#### [The input]
+++

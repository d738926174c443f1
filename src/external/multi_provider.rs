use async_trait::async_trait;
use tracing::{info, warn};

use crate::external::quote_provider::{
    QuoteObservation, QuoteProvider, QuoteProviderError, SeriesKind,
};

/// MultiQuoteProvider tries the primary provider first and falls back on any
/// failure.
///
/// Wiring puts AwesomeAPI first (USD/BRL only, keyless) with HG Brasil
/// behind it; Ibovespa requests pass straight through to the fallback via
/// `Unsupported`.
pub struct MultiQuoteProvider {
    primary: Box<dyn QuoteProvider>,
    fallback: Box<dyn QuoteProvider>,
}

impl MultiQuoteProvider {
    pub fn new(primary: Box<dyn QuoteProvider>, fallback: Box<dyn QuoteProvider>) -> Self {
        Self { primary, fallback }
    }
}

#[async_trait]
impl QuoteProvider for MultiQuoteProvider {
    async fn fetch_quote(
        &self,
        series: SeriesKind,
    ) -> Result<QuoteObservation, QuoteProviderError> {
        match self.primary.fetch_quote(series).await {
            Ok(observation) => {
                info!("✓ Fetched {} from primary provider", series);
                return Ok(observation);
            }
            Err(QuoteProviderError::Unsupported) => {
                info!("Primary provider does not cover {}, trying fallback", series);
            }
            Err(QuoteProviderError::RateLimited) => {
                info!("⚠️ Primary provider rate limited for {}, trying fallback", series);
            }
            Err(e) => {
                warn!("Primary provider error for {}: {}", series, e);
            }
        }

        match self.fallback.fetch_quote(series).await {
            Ok(observation) => {
                info!("✓ Fetched {} from fallback provider", series);
                Ok(observation)
            }
            Err(e) => {
                warn!("Fallback provider failed for {}: {}", series, e);
                Err(e)
            }
        }
    }
}
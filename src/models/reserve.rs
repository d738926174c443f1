use serde::{Deserialize, Serialize};

// One deposit into a reserve slot. `date` is a YYYY-MM-DD day string.
#[derive(Debug, Clone, PartialEq, Serialize, Deserialize)]
pub struct ReserveDeposit {
    pub date: String,
    pub amount: f64,
}

/// A savings goal owned by one user. Slot ids are client-generated;
/// `user_id` is stamped server-side on every write.
#[derive(Debug, Clone, PartialEq, Serialize, Deserialize)]
#[serde(rename_all = "camelCase")]
pub struct ReserveSlot {
    pub id: String,
    #[serde(default)]
    pub user_id: String,
    pub name: String,
    pub target_amount: f64,
    #[serde(default)]
    pub current_amount: f64,
    #[serde(default)]
    pub history: Vec<ReserveDeposit>,
}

+++

#### [Assignment]
All that is needed is how many lines of the listing hold the word "await", stated as one number.

#### [Response to the task]
2